> **About this exercise**
For the records below, the count of lines that hold "schemars" is required; give only that number.
[Material provided Boundary: Start]
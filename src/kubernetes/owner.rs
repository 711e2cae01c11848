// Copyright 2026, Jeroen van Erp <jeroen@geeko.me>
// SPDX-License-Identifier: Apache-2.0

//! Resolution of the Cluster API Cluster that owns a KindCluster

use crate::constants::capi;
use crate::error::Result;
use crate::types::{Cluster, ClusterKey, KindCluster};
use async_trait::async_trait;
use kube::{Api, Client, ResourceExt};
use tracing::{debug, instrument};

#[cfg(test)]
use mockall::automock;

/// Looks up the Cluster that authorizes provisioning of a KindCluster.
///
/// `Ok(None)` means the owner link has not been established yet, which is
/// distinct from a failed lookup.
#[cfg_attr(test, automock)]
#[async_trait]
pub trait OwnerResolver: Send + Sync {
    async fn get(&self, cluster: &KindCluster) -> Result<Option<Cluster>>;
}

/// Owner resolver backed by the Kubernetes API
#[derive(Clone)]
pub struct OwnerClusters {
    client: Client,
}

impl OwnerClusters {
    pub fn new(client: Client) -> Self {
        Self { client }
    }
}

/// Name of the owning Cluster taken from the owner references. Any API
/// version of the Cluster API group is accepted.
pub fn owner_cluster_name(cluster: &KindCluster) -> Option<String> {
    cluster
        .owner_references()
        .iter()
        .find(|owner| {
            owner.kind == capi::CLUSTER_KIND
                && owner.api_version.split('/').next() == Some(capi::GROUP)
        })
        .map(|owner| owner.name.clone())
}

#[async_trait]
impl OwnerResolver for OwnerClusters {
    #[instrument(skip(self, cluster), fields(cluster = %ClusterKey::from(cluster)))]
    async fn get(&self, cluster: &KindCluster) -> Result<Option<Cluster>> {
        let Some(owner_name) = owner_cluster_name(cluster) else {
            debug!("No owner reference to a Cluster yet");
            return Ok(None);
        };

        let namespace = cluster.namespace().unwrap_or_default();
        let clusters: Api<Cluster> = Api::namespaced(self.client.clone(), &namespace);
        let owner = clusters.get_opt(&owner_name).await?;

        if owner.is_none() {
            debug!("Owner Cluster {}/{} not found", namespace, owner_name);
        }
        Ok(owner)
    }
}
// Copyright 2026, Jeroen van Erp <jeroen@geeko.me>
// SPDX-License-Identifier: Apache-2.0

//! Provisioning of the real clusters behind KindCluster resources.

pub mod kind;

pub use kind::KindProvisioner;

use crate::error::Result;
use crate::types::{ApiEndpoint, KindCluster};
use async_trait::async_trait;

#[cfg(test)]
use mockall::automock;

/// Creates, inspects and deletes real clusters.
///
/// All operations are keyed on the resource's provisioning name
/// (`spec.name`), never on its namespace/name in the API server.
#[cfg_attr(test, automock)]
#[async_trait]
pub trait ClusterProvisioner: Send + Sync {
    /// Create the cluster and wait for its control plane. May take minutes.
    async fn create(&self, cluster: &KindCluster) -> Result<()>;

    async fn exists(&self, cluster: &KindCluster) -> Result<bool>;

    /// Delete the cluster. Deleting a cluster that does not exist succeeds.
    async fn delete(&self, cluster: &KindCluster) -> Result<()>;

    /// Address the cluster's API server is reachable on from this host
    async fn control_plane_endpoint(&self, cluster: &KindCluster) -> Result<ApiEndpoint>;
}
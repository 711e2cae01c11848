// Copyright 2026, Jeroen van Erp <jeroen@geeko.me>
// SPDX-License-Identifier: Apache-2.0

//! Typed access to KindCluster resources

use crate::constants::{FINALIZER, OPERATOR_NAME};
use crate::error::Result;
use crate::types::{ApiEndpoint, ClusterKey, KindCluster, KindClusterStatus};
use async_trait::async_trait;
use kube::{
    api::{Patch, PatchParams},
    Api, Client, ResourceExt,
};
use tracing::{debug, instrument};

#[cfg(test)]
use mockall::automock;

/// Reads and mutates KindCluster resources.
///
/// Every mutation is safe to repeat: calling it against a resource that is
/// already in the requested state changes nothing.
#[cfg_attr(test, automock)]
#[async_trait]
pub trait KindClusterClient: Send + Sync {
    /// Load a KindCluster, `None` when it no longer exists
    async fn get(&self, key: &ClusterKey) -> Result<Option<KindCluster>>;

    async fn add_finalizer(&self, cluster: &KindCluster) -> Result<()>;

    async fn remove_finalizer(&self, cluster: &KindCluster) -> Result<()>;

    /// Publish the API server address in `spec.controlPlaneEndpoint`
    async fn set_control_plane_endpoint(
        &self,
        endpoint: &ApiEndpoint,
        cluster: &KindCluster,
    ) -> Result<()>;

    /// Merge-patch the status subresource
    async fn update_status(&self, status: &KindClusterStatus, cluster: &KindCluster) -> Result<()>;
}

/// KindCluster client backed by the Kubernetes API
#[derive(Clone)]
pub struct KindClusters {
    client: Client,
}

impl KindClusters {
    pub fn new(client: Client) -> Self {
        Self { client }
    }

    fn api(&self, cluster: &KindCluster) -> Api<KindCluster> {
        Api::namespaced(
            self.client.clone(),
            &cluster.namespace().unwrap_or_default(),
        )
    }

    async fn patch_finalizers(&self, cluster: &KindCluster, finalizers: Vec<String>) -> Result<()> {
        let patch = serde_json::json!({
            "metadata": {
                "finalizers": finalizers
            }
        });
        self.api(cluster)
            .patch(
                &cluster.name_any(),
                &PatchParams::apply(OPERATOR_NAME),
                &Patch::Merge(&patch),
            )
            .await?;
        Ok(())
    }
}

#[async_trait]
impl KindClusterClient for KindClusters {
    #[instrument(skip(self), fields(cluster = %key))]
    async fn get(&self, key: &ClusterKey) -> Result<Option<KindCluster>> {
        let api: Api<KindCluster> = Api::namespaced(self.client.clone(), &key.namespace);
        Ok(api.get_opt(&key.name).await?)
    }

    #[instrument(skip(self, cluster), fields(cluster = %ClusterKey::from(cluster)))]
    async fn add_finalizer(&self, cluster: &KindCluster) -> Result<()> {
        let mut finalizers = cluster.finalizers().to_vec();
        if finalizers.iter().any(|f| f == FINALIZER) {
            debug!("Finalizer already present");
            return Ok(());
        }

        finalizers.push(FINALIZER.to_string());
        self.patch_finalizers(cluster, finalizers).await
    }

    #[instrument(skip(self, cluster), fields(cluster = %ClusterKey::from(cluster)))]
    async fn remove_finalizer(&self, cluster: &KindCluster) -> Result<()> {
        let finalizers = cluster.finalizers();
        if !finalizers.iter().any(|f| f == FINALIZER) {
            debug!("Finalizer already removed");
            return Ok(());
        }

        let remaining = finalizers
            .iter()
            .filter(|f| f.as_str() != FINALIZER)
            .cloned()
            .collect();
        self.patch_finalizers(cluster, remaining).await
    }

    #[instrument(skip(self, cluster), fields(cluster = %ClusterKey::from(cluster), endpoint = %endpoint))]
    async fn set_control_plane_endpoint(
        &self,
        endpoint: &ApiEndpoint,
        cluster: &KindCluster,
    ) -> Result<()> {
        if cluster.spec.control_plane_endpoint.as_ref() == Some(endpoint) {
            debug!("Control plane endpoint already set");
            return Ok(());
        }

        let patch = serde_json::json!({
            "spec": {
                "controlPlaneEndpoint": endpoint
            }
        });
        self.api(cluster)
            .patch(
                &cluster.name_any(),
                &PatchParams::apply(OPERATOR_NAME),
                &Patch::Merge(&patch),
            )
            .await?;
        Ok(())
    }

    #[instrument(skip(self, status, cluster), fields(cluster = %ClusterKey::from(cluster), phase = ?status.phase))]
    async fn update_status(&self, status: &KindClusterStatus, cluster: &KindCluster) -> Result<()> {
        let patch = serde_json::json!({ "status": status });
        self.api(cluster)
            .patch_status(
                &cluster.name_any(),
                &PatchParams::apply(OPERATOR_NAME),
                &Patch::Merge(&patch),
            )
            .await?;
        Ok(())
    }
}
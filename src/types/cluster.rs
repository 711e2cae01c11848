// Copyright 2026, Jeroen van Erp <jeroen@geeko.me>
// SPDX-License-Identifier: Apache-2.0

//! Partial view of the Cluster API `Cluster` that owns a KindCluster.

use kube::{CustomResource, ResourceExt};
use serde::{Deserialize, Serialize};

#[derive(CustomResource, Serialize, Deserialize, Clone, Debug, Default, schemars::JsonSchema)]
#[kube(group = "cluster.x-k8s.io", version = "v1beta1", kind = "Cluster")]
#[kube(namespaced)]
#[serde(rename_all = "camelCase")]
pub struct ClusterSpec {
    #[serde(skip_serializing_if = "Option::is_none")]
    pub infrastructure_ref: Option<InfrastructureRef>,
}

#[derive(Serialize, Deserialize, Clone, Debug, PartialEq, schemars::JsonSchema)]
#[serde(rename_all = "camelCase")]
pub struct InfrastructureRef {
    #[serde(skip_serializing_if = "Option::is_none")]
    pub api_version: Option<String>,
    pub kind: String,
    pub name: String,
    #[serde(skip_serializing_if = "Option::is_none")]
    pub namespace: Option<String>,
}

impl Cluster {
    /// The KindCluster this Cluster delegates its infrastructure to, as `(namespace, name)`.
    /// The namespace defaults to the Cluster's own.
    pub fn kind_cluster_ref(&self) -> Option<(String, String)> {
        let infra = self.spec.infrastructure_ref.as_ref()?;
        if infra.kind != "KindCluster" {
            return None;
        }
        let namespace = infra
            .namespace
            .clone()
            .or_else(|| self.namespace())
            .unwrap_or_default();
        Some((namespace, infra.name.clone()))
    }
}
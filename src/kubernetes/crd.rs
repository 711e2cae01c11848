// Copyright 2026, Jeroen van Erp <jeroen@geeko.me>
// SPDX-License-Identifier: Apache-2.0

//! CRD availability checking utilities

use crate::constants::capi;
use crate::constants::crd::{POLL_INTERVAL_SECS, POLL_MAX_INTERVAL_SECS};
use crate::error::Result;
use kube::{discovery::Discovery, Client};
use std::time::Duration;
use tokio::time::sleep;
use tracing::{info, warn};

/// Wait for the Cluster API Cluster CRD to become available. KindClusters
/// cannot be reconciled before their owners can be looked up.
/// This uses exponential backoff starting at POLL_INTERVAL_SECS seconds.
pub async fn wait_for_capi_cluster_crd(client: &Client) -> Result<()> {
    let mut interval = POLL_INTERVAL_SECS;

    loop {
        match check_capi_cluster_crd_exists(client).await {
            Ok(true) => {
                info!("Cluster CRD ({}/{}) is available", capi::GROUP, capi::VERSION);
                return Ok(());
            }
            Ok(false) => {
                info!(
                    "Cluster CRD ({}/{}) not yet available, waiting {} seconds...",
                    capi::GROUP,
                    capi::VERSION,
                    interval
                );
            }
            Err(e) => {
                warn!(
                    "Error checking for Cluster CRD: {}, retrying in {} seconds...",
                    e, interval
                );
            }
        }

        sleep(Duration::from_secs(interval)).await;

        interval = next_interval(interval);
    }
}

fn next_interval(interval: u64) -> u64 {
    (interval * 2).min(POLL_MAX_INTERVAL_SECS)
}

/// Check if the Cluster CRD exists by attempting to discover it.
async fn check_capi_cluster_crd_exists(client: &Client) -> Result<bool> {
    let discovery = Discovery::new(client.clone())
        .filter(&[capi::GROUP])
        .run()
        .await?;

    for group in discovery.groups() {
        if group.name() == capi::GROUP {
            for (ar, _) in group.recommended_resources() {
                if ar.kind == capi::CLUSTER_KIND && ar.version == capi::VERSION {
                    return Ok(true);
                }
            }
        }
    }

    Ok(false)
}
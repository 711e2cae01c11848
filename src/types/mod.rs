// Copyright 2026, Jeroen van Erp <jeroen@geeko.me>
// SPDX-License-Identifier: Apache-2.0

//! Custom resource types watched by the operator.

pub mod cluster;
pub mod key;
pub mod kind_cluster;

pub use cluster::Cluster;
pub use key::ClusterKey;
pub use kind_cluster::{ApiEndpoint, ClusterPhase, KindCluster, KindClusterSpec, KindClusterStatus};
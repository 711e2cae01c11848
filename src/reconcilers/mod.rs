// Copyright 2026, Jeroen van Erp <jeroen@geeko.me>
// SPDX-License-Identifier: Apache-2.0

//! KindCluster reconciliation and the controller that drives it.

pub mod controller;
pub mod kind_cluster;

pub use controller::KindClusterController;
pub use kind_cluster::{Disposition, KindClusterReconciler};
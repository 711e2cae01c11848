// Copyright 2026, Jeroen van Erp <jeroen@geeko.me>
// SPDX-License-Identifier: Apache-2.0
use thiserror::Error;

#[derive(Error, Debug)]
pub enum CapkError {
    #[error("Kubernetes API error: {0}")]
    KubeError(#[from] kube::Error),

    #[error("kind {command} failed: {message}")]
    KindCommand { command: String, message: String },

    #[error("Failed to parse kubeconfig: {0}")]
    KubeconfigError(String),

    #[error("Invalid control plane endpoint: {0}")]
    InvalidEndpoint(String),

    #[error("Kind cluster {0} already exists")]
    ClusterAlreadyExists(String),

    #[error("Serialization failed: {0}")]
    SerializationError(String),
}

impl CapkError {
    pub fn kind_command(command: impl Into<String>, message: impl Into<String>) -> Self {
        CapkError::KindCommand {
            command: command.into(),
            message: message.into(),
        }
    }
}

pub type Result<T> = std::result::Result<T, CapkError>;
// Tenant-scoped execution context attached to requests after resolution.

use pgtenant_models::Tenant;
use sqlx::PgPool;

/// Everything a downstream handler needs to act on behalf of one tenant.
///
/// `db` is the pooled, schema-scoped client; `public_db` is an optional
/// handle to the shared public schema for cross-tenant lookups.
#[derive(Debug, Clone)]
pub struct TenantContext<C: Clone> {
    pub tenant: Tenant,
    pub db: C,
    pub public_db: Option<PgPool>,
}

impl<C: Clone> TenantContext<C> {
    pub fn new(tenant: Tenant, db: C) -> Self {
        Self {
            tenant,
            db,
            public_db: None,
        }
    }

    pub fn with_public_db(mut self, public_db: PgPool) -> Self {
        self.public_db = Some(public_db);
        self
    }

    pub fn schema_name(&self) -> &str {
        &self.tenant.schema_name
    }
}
[Material provided Boundary: End]
> **Finished task**
2